Anteriormente a tutti questi Gian Alberto Widmanstadt, trovandosi a Roma nel 1533, in presenza di Clemente VII, di due cardinali e d'illustri personaggi espose il sistema pitagorico, e n'ebbe in dono dal papa l'opera greca di Alessandro Afrodiseo Del senso e del sensibile, bel codice che ora conservasi in Monaco, e sul quale egli medesimo fece annotazione di questo accidente339.

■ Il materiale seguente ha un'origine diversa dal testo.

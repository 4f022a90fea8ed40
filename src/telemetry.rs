//! Tracing initialization.

use tracing_subscriber::EnvFilter;
use tracing_subscriber::{fmt, layer::SubscriberExt, util::SubscriberInitExt};

/// Initialize tracing with optional file output.
///
/// Logging is off by default so the host app's display stays clean.
/// Set `TABLESIDE_LOG` to a file path to enable it; `RUST_LOG` controls
/// the filter, defaulting to `info`.
pub fn init_tracing() {
    let Ok(log_path) = std::env::var("TABLESIDE_LOG") else {
        return;
    };

    let filter = EnvFilter::try_from_default_env().unwrap_or_else(|_| EnvFilter::new("info"));

    let Ok(file) = std::fs::File::create(&log_path) else {
        eprintln!("Warning: failed to create log file: {log_path}");
        return;
    };

    let file_layer = fmt::layer()
        .with_writer(file)
        .with_ansi(false)
        .with_target(true)
        .with_level(true);

    tracing_subscriber::registry()
        .with(filter)
        .with(file_layer)
        .init();
}
//! Domain store: dishes, comments and favorites behind one container.
//!
//! The store owns the three slices for the lifetime of the session and is
//! the single authoritative update path for each: every change goes through
//! a `dispatch_*` entry point, which runs the slice's reducer under the
//! write lock. Readers take cloned snapshots, so a render never observes a
//! half-applied transition.

pub mod comments;
pub mod dishes;
pub mod favorites;
mod loadable;

pub use loadable::Loadable;

use std::sync::{Arc, RwLock};

use crate::domain::DishId;
use crate::mvi::Reducer;
use crate::ports::MenuGateway;

use comments::{CommentsIntent, CommentsReducer, CommentsState};
use dishes::{DishesIntent, DishesReducer, DishesState};
use favorites::{FavoritesIntent, FavoritesReducer, FavoritesState};

/// Session-scoped state container.
///
/// Cheap to clone and hand to screens or completion callbacks; clones share
/// the same slices. There is no ambient singleton: whoever needs the store
/// gets a handle passed in.
#[derive(Clone, Default)]
pub struct DomainStore {
    inner: Arc<RwLock<Slices>>,
}

#[derive(Default)]
struct Slices {
    dishes: DishesState,
    comments: CommentsState,
    favorites: FavoritesState,
}

impl DomainStore {
    pub fn new() -> Self {
        Self::default()
    }

    /// Snapshot of the dishes slice.
    pub fn dishes(&self) -> DishesState {
        self.inner.read().expect("domain store lock poisoned").dishes.clone()
    }

    /// Snapshot of the comments slice.
    pub fn comments(&self) -> CommentsState {
        self.inner.read().expect("domain store lock poisoned").comments.clone()
    }

    /// Snapshot of the favorites slice.
    pub fn favorites(&self) -> FavoritesState {
        self.inner.read().expect("domain store lock poisoned").favorites.clone()
    }

    /// Favorite membership without cloning the slice.
    pub fn is_favorite(&self, dish_id: DishId) -> bool {
        self.inner
            .read()
            .expect("domain store lock poisoned")
            .favorites
            .is_favorite(dish_id)
    }

    /// Single update entry point for the dishes slice.
    pub fn dispatch_dishes(&self, intent: DishesIntent) {
        let mut slices = self.inner.write().expect("domain store lock poisoned");
        slices.dishes = DishesReducer::reduce(std::mem::take(&mut slices.dishes), intent);
    }

    /// Single update entry point for the comments slice.
    pub fn dispatch_comments(&self, intent: CommentsIntent) {
        let mut slices = self.inner.write().expect("domain store lock poisoned");
        slices.comments = CommentsReducer::reduce(std::mem::take(&mut slices.comments), intent);
    }

    /// Single update entry point for the favorites slice.
    pub fn dispatch_favorites(&self, intent: FavoritesIntent) {
        let mut slices = self.inner.write().expect("domain store lock poisoned");
        slices.favorites = FavoritesReducer::reduce(std::mem::take(&mut slices.favorites), intent);
    }

    /// Fetch the menu, driving the slice through its load lifecycle.
    pub async fn load_dishes(&self, gateway: &dyn MenuGateway) {
        self.dispatch_dishes(DishesIntent::Loading);
        match gateway.fetch_dishes().await {
            Ok(dishes) => {
                tracing::info!(count = dishes.len(), "Dishes loaded");
                self.dispatch_dishes(DishesIntent::LoadSuccess { dishes });
            }
            Err(err) => {
                tracing::warn!(error = %err, "Dish fetch failed");
                self.dispatch_dishes(DishesIntent::LoadFailure {
                    message: err.to_string(),
                });
            }
        }
    }

    /// Fetch the comments, driving the slice through its load lifecycle.
    pub async fn load_comments(&self, gateway: &dyn MenuGateway) {
        self.dispatch_comments(CommentsIntent::Loading);
        match gateway.fetch_comments().await {
            Ok(comments) => {
                tracing::info!(count = comments.len(), "Comments loaded");
                self.dispatch_comments(CommentsIntent::LoadSuccess { comments });
            }
            Err(err) => {
                tracing::warn!(error = %err, "Comment fetch failed");
                self.dispatch_comments(CommentsIntent::LoadFailure {
                    message: err.to_string(),
                });
            }
        }
    }

    /// Fetch the favorites, driving the slice through its load lifecycle.
    pub async fn load_favorites(&self, gateway: &dyn MenuGateway) {
        self.dispatch_favorites(FavoritesIntent::Loading);
        match gateway.fetch_favorites().await {
            Ok(dish_ids) => {
                tracing::info!(count = dish_ids.len(), "Favorites loaded");
                self.dispatch_favorites(FavoritesIntent::LoadSuccess { dish_ids });
            }
            Err(err) => {
                tracing::warn!(error = %err, "Favorites fetch failed");
                self.dispatch_favorites(FavoritesIntent::LoadFailure {
                    message: err.to_string(),
                });
            }
        }
    }

    /// Kick off all three fetches, as the root screen does on mount.
    pub async fn load_all(&self, gateway: &dyn MenuGateway) {
        tokio::join!(
            self.load_dishes(gateway),
            self.load_comments(gateway),
            self.load_favorites(gateway),
        );
    }
}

Il padre Antonio Foscarini carmelitano, da Napoli partendosi per predicare a Roma, scrisse una lunga e non inelegante lettera al generale del suo Ordine, cercando conciliare la teorica de' Pitagorici e di Copernico coi passi scritturali che sembrano repugnarvi340: e che saviamente dice non doversi prender sempre letteralmente. Oltre questi, enumera le opinioni di coloro che mettono il cielo in alto, la terra al basso, l'inferno nel centro, o che credono, dopo il giudizio finale, il sole rimarrà stabile all'oriente, la luna all'occidente. Chi sorride a tali difficoltà, s'immaginerà quali sieno le risposte che seriamente egli vi oppone; e sebbene il Montucla, dotto e imparziale storico delle matematiche, la giudichi opera giudiziosa, a me non pare che egli accampi una sola ragion concludente: il suo achille è l'analogia fra il sistema planetario e il candelabro mosaico di sette rami; fra i pianeti e il frutto vietato del paradiso terrestre, e perfino l'abito sacerdotale di Aronne, e il fico d'India, e il melogranato; ad ogni simbolo, ad ogni frutto allegando tutti i passi della Bibbia ove son mentovati, o che possono, per quanto faticosamente, trascinarsi a provare il sistema mondiale.
Qui non ci sarebbe che da compatire: ma adoprando il metodo stesso, molti riuscivano ad infirmare l'autorità biblica, e meritavano la disapprovazione della Chiesa per ciò, non perchè ella professasse nimicizia originale contro una dottrina che non l'offendeva.